One of the most important concerns for many investors of Mortgage REITs deals with the concept of prepayments. When the number of prepayments increases, it causes somewhat of a domino effect as spreads, profits, and revenues all begin to shrink significantly. Given the fact that prepayments have been demonstrating a sharp increase during the third quarter, many investors are seeing an even sharper decline in spreads, profits and the precious high-yields of many of these securities in the coming months. Investors should note that since 2011, Annaly Capital (NYSE:NLY), American Capital (NASDAQ:AGNC), Chimera Investment (NYSE:CIM) and CYS Investments (NYSE:CYS) have all reduced their respected dividends multiple times as a result of the increase in prepayments.
According to Zvi Bar who recently wrote an article on the Mortgage REIT sector, "mortgage prepayment rates have hit their highest levels since before the subprime crash during the third-quarter, which was clearly fueled by homeowners continuing to refinance with borrowing costs hovering around historic lows". If all-time lows continue to be shattered and a continuous pattern is formed, the longevity and attractiveness of this sector could be short lived.
If such a pattern in prepayment behavior is sustained over the next 6 -12 months, where should Mortgage REIT investors turn? In a case like thi,s I'd begin to look for an inexpensive value play that offers investors a secondary income stream. That being said, there are two potential options I'm considering, and those options are telecom giant Verizon (NYSE:VZ) and gaming conglomerate Penn National (NASDAQ:PENN).
What are some of the reasons why I like Verizon at these levels? There are a few fundamental reasons why I'm attracted to the stock. For starters, the company currently yields 4.90% ($2.06) and trades at P/E ratio of 38.26 which outpaces direct competitor AT&T (NYSE:T) by a ratio of 1.25 to 1. Secondly-- and in the wake of multiple dividend decreases by such names as Annaly, American, Chimera, and CYS-- Verizon has actually bucked this trend and increased its dividend by an average of $0.017/share over the last five years. Lastly, and most importantly, Verizon is trading at a 7.12% discount to its 50 DMA and a 5.27% discount to its 200 DMA, and although many of the Mortgage REITs are also trading at a discount, ancillary catalysts such as the Federal Reserve's spending behavior aren't on the mind of investors.

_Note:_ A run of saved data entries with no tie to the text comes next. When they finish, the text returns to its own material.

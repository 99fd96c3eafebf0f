use bevy::prelude::*;

use crate::animation::{Animated, TweenRequest, TweenTarget};
use crate::core::components::CenterDot;
use crate::core::config::SceneConfig;
use crate::sequence::{Phase, PhaseChanged};

pub fn react_center_dot(
    mut changes: EventReader<PhaseChanged>,
    cfg: Res<SceneConfig>,
    mut q: Query<&mut Animated, With<CenterDot>>,
) {
    let t = &cfg.timing;
    let ball = cfg.colors.ball_color();
    let accent = cfg.colors.accent_color();
    for change in changes.read() {
        let request = match change.to {
            Phase::Combine => TweenRequest::new(TweenTarget::default().uniform_scale(1.0), t.center_grow),
            Phase::Contract => TweenRequest::new(
                TweenTarget::default().uniform_scale(0.5).color(ball),
                t.center_contract,
            ),
            Phase::Logo => TweenRequest::new(TweenTarget::default().uniform_scale(0.0), t.center_vanish),
            Phase::ResetLogo => TweenRequest::new(
                TweenTarget::default().uniform_scale(1.0).color(accent),
                t.center_reset,
            )
            .reporting(Phase::ResetLogo),
            Phase::ResetAll => TweenRequest::new(
                TweenTarget::default().uniform_scale(0.0).color(accent),
                t.center_hide,
            ),
            _ => continue,
        };
        for mut animated in &mut q {
            animated.start(request);
        }
    }
}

Why should potential investors consider Penn National at these levels? For the simple fact that it too, is planning on becoming a traditional REIT. This move, which will return both cash and stock, has unlocked substantial value for both potential investors and existing shareholders. According the Wall Street Journal, "Shareholders will receive shares in the property company, which will receive around $450 million in rent from the operating company-around half of the operating company's projected cash flow, or earnings before interest, taxes, depreciation and amortization. It expects to pay out a special dividend of around $15.40 per share in cash and shares, as well as a regular dividend that it projects will be around $2.36 a share".
The yield potential is also something mREIT investors may find attractive. Penn National is currently priced at $48.23/share. If we subtract the special dividend of $15.40/share, we're left with a share price of $32.83. Given the new share price of $32.83 (or possibly even less at the time of the spin-off) and the proposed dividend of $2.36/share, I currently calculate a forward yield of 7.19%, which is roughly half of what many of the mortgage REITs are currently yielding.
Potential investors looking to establish a position in the Mortgage REIT sector should begin to consider alternative options as prepayments have increased substantially over the past few quarters and could continue to do so for at least the next 12-24 months. I'd personally continue to avoid the sector until the Fed eases its buying of mortgage backed securities, because at some point many of the remaining Mortgage REITs could run out of cash trying to keep up. As an income investor, I think both Verizon and Penn National offer some of the best and most consistent dividends the market has offer, and as a result I'd look to establish a long position at these levels.